3. The method of claim 2, wherein the reference conditions include any one or more of: the absolute value of the difference between the capacitances at the two positions corresponding to the matrix is smaller than or equal to the first threshold value, the average value of the absolute values of the differences between the capacitances at the two positions corresponding to the matrix is smaller than or equal to the second threshold value, and the same number of capacitances at the two positions corresponding to the matrix is larger than or equal to the third threshold value.

4. The method of claim 1, wherein the fingerprint module is an optical fingerprint module, and the first image is captured by a camera in the optical fingerprint module;

the first image is a display screen image, including:

the first image is a focusing image shot in a shooting distance range of the camera, and the first image does not comprise a fingerprint.

5. The method of claim 1, wherein the fingerprint module is an optical fingerprint module, and the first image is captured by a camera in the optical fingerprint module;

the first image is a display screen image, including:

the first image is a reference image; the reference image is determined according to an image displayed in a region, opposite to the optical fingerprint module, of the display screen after the electronic equipment is covered.

6. The method according to any one of claims 1-5, further comprising:

and under the condition that the first image is not the display screen image, determining that the electronic equipment is in an uncovering state.

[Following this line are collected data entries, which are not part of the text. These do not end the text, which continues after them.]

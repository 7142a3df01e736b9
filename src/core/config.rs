use std::path::PathBuf;
use std::time::Duration;

// ---------------------------------------------------------------------------
// SeoConfig: env-first settings with an optional seo-mcp.json file fallback
// ---------------------------------------------------------------------------

pub const ENV_CAPSOLVER_API_KEY: &str = "CAPSOLVER_API_KEY";
pub const ENV_CAPSOLVER_BASE_URL: &str = "CAPSOLVER_BASE_URL";
pub const ENV_CAPSOLVER_POLL_INTERVAL_MS: &str = "CAPSOLVER_POLL_INTERVAL_MS";
pub const ENV_CAPSOLVER_MAX_POLLS: &str = "CAPSOLVER_MAX_POLLS";
pub const ENV_CAPSOLVER_TIMEOUT_SECS: &str = "CAPSOLVER_TIMEOUT_SECS";
pub const ENV_AHREFS_BASE_URL: &str = "AHREFS_BASE_URL";
pub const ENV_CACHE_DIR: &str = "SEO_MCP_CACHE_DIR";
pub const ENV_SIGNATURE_CACHE: &str = "SEO_MCP_SIGNATURE_CACHE";
pub const ENV_CONFIG_PATH: &str = "SEO_MCP_CONFIG";

pub const DEFAULT_CAPSOLVER_BASE_URL: &str = "https://api.capsolver.com";
pub const DEFAULT_AHREFS_BASE_URL: &str = "https://ahrefs.com";

/// Turnstile site key Ahrefs uses on its free tools.
pub const AHREFS_TURNSTILE_SITE_KEY: &str = "0x4AAAAAAAAzi9ITzSN9xKMi";

/// Shape of `seo-mcp.json`. Every field is optional; env vars win.
#[derive(serde::Deserialize, Default, Clone, Debug)]
pub struct SeoConfigFile {
    /// Never logged.
    pub capsolver_api_key: Option<String>,
    pub capsolver_base_url: Option<String>,
    pub poll_interval_ms: Option<u64>,
    pub max_polls: Option<u32>,
    pub solve_timeout_secs: Option<u64>,
    pub ahrefs_base_url: Option<String>,
    pub cache_dir: Option<String>,
    pub signature_cache: Option<bool>,
}

/// Resolved runtime settings for the solver, the upstream site and the cache.
#[derive(Clone)]
pub struct SeoConfig {
    pub capsolver_api_key: Option<String>,
    pub capsolver_base_url: String,
    pub website_key: String,
    pub poll_interval: Duration,
    pub max_polls: u32,
    pub solve_timeout: Duration,
    pub ahrefs_base_url: String,
    /// `None` disables the on-disk signature cache.
    pub cache_dir: Option<PathBuf>,
}

impl std::fmt::Debug for SeoConfig {
    fn fmt(&self, f: &mut std::fmt::Formatter<'_>) -> std::fmt::Result {
        f.debug_struct("SeoConfig")
            .field("capsolver_api_key_set", &self.capsolver_api_key.is_some())
            .field("capsolver_base_url", &self.capsolver_base_url)
            .field("poll_interval", &self.poll_interval)
            .field("max_polls", &self.max_polls)
            .field("solve_timeout", &self.solve_timeout)
            .field("ahrefs_base_url", &self.ahrefs_base_url)
            .field("cache_dir", &self.cache_dir)
            .finish()
    }
}

impl Default for SeoConfig {
    fn default() -> Self {
        Self {
            capsolver_api_key: None,
            capsolver_base_url: DEFAULT_CAPSOLVER_BASE_URL.to_string(),
            website_key: AHREFS_TURNSTILE_SITE_KEY.to_string(),
            poll_interval: Duration::from_secs(2),
            max_polls: 60,
            solve_timeout: Duration::from_secs(120),
            ahrefs_base_url: DEFAULT_AHREFS_BASE_URL.to_string(),
            cache_dir: default_cache_dir(),
        }
    }
}

impl SeoConfig {
    /// Env vars → `seo-mcp.json` → built-in defaults.
    pub fn from_env() -> Self {
        Self::resolve(&load_config_file(), |k| std::env::var(k).ok())
    }

    /// Resolution with an injectable env lookup so tests never touch the process env.
    pub fn resolve<F>(file: &SeoConfigFile, env: F) -> Self
    where
        F: Fn(&str) -> Option<String>,
    {
        let env = |k: &str| env(k).map(|v| v.trim().to_string()).filter(|v| !v.is_empty());
        let defaults = Self::default();

        let capsolver_api_key = env(ENV_CAPSOLVER_API_KEY).or_else(|| {
            file.capsolver_api_key
                .as_ref()
                .map(|k| k.trim().to_string())
                .filter(|k| !k.is_empty())
        });

        let capsolver_base_url = env(ENV_CAPSOLVER_BASE_URL)
            .or_else(|| file.capsolver_base_url.clone())
            .and_then(|u| base_url(ENV_CAPSOLVER_BASE_URL, &u))
            .unwrap_or(defaults.capsolver_base_url);

        let poll_interval = env(ENV_CAPSOLVER_POLL_INTERVAL_MS)
            .and_then(|v| v.parse::<u64>().ok())
            .or(file.poll_interval_ms)
            .map(Duration::from_millis)
            .unwrap_or(defaults.poll_interval);

        let max_polls = env(ENV_CAPSOLVER_MAX_POLLS)
            .and_then(|v| v.parse::<u32>().ok())
            .or(file.max_polls)
            .filter(|n| *n > 0)
            .unwrap_or(defaults.max_polls);

        let solve_timeout = env(ENV_CAPSOLVER_TIMEOUT_SECS)
            .and_then(|v| v.parse::<u64>().ok())
            .or(file.solve_timeout_secs)
            .map(Duration::from_secs)
            .unwrap_or(defaults.solve_timeout);

        let ahrefs_base_url = env(ENV_AHREFS_BASE_URL)
            .or_else(|| file.ahrefs_base_url.clone())
            .and_then(|u| base_url(ENV_AHREFS_BASE_URL, &u))
            .unwrap_or(defaults.ahrefs_base_url);

        let cache_enabled = match env(ENV_SIGNATURE_CACHE) {
            Some(v) => !matches!(
                v.to_ascii_lowercase().as_str(),
                "0" | "false" | "no" | "off" | "disabled"
            ),
            None => file.signature_cache.unwrap_or(true),
        };
        let cache_dir = if cache_enabled {
            env(ENV_CACHE_DIR)
                .or_else(|| file.cache_dir.clone())
                .map(PathBuf::from)
                .or(defaults.cache_dir)
        } else {
            None
        };

        Self {
            capsolver_api_key,
            capsolver_base_url,
            website_key: defaults.website_key,
            poll_interval,
            max_polls,
            solve_timeout,
            ahrefs_base_url,
            cache_dir,
        }
    }

    pub fn with_api_key(mut self, key: impl Into<String>) -> Self {
        self.capsolver_api_key = Some(key.into());
        self
    }
}

/// Absolute http(s) URL without a trailing slash; anything else is ignored.
fn base_url(key: &str, raw: &str) -> Option<String> {
    match url::Url::parse(raw.trim()) {
        Ok(u) if matches!(u.scheme(), "http" | "https") && u.has_host() => {
            Some(raw.trim().trim_end_matches('/').to_string())
        }
        _ => {
            tracing::warn!("{}: ignoring invalid base URL {:?}", key, raw);
            None
        }
    }
}

/// `~/.seo-mcp`, or `None` when the home directory is unknown.
fn default_cache_dir() -> Option<PathBuf> {
    dirs::home_dir().map(|home| home.join(".seo-mcp"))
}

/// Load `seo-mcp.json` from standard locations.
///
/// Search order (first found wins):
/// 1. `SEO_MCP_CONFIG` env var path
/// 2. `./seo-mcp.json`
/// 3. `../seo-mcp.json`
///
/// Missing file → defaults. Parse error → warning, defaults.
pub fn load_config_file() -> SeoConfigFile {
    let mut candidates = vec![
        PathBuf::from("seo-mcp.json"),
        PathBuf::from("../seo-mcp.json"),
    ];
    if let Ok(env_path) = std::env::var(ENV_CONFIG_PATH) {
        candidates.insert(0, PathBuf::from(env_path));
    }

    for path in &candidates {
        let Ok(contents) = std::fs::read_to_string(path) else {
            continue;
        };
        return match serde_json::from_str::<SeoConfigFile>(&contents) {
            Ok(cfg) => {
                tracing::info!("seo-mcp.json loaded from {}", path.display());
                cfg
            }
            Err(e) => {
                tracing::warn!(
                    "seo-mcp.json parse error at {}: {}; using defaults",
                    path.display(),
                    e
                );
                SeoConfigFile::default()
            }
        };
    }

    SeoConfigFile::default()
}

/// `--port` / `--port=N` argument, then `SEO_MCP_PORT`, then `PORT`.
pub fn port_from_args_or_env() -> Option<u16> {
    let mut args = std::env::args();
    while let Some(a) = args.next() {
        if a == "--port" {
            if let Some(p) = args.next().and_then(|v| v.parse::<u16>().ok()) {
                return Some(p);
            }
        } else if let Some(p) = a.strip_prefix("--port=").and_then(|v| v.parse::<u16>().ok()) {
            return Some(p);
        }
    }
    ["SEO_MCP_PORT", "PORT"]
        .iter()
        .find_map(|k| std::env::var(k).ok().and_then(|v| v.trim().parse::<u16>().ok()))
}

#[cfg(test)]
mod tests {
    use super::*;
    use std::collections::HashMap;

    fn env_of(pairs: &[(&str, &str)]) -> impl Fn(&str) -> Option<String> {
        let map: HashMap<String, String> = pairs
            .iter()
            .map(|(k, v)| (k.to_string(), v.to_string()))
            .collect();
        move |k| map.get(k).cloned()
    }

    #[test]
    fn env_overrides_file_values() {
        let file = SeoConfigFile {
            capsolver_api_key: Some("from-file".into()),
            poll_interval_ms: Some(500),
            ..Default::default()
        };
        let cfg = SeoConfig::resolve(
            &file,
            env_of(&[
                (ENV_CAPSOLVER_API_KEY, "from-env"),
                (ENV_CAPSOLVER_POLL_INTERVAL_MS, "250"),
            ]),
        );
        assert_eq!(cfg.capsolver_api_key.as_deref(), Some("from-env"));
        assert_eq!(cfg.poll_interval, Duration::from_millis(250));
    }

    #[test]
    fn blank_api_key_counts_as_missing() {
        let cfg = SeoConfig::resolve(
            &SeoConfigFile::default(),
            env_of(&[(ENV_CAPSOLVER_API_KEY, "   ")]),
        );
        assert!(cfg.capsolver_api_key.is_none());
    }

    #[test]
    fn defaults_match_capsolver_and_ahrefs() {
        let cfg = SeoConfig::resolve(&SeoConfigFile::default(), env_of(&[]));
        assert_eq!(cfg.capsolver_base_url, DEFAULT_CAPSOLVER_BASE_URL);
        assert_eq!(cfg.ahrefs_base_url, DEFAULT_AHREFS_BASE_URL);
        assert_eq!(cfg.poll_interval, Duration::from_secs(2));
        assert_eq!(cfg.website_key, AHREFS_TURNSTILE_SITE_KEY);
    }

    #[test]
    fn signature_cache_can_be_disabled() {
        let cfg = SeoConfig::resolve(
            &SeoConfigFile::default(),
            env_of(&[(ENV_SIGNATURE_CACHE, "off"), (ENV_CACHE_DIR, "/tmp/x")]),
        );
        assert!(cfg.cache_dir.is_none());
    }

    #[test]
    fn base_urls_lose_trailing_slash() {
        let cfg = SeoConfig::resolve(
            &SeoConfigFile::default(),
            env_of(&[(ENV_AHREFS_BASE_URL, "http://127.0.0.1:9999/")]),
        );
        assert_eq!(cfg.ahrefs_base_url, "http://127.0.0.1:9999");
    }

    #[test]
    fn invalid_base_urls_fall_back_to_defaults() {
        let file = SeoConfigFile {
            capsolver_base_url: Some("api.capsolver.com".into()),
            ..Default::default()
        };
        let cfg = SeoConfig::resolve(&file, env_of(&[(ENV_AHREFS_BASE_URL, "ftp://ahrefs.com")]));
        assert_eq!(cfg.capsolver_base_url, DEFAULT_CAPSOLVER_BASE_URL);
        assert_eq!(cfg.ahrefs_base_url, DEFAULT_AHREFS_BASE_URL);
    }
}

7. The method of claim 6, wherein, in the case where the fingerprint module is an optical fingerprint module, the first image is not the display screen image, comprising:

the first image is an out-of-focus image shot outside the shooting distance range of the camera in the optical fingerprint module.

8. The electronic equipment is characterized by comprising a processor, a memory, a display screen and a fingerprint module; the fingerprint module is used for collecting images; the memory is coupled to the processor, the memory for storing computer program code comprising computer instructions that the processor invokes to cause the method of any of claims 1-7 to be performed.

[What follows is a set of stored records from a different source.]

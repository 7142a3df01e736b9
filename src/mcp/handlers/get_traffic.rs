use super::common::{bad_request, json_result, optional_str, required_str, tool_failure, HandlerResult};
use crate::mcp::tooling::GET_TRAFFIC;
use crate::types::TrafficMode;
use crate::{tools, AppState};
use serde_json::Value;
use std::sync::Arc;

pub async fn handle(state: Arc<AppState>, arguments: &Value) -> HandlerResult {
    let domain_or_url = required_str(arguments, "domain_or_url")?;
    let country = optional_str(arguments, "country", "None");
    let mode = optional_str(arguments, "mode", "subdomains");
    let mode = TrafficMode::parse_str(mode)
        .ok_or_else(|| bad_request("Invalid mode. Allowed values: subdomains, exact"))?;

    match tools::get_traffic(&state, domain_or_url, country, mode).await {
        Ok(report) => json_result(&report),
        Err(e) => tool_failure(GET_TRAFFIC, e),
    }
}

9. A chip comprising logic circuitry and an interface, the logic circuitry and the interface being coupled; the interface being for inputting and/or outputting code instructions, the logic circuitry being for executing the code instructions to cause the method of any of claims 1-7 to be performed.

10. A computer readable storage medium, characterized in that the computer readable storage medium is adapted to store a computer program which, when executed, is adapted to carry out the method of any one of claims 1-7.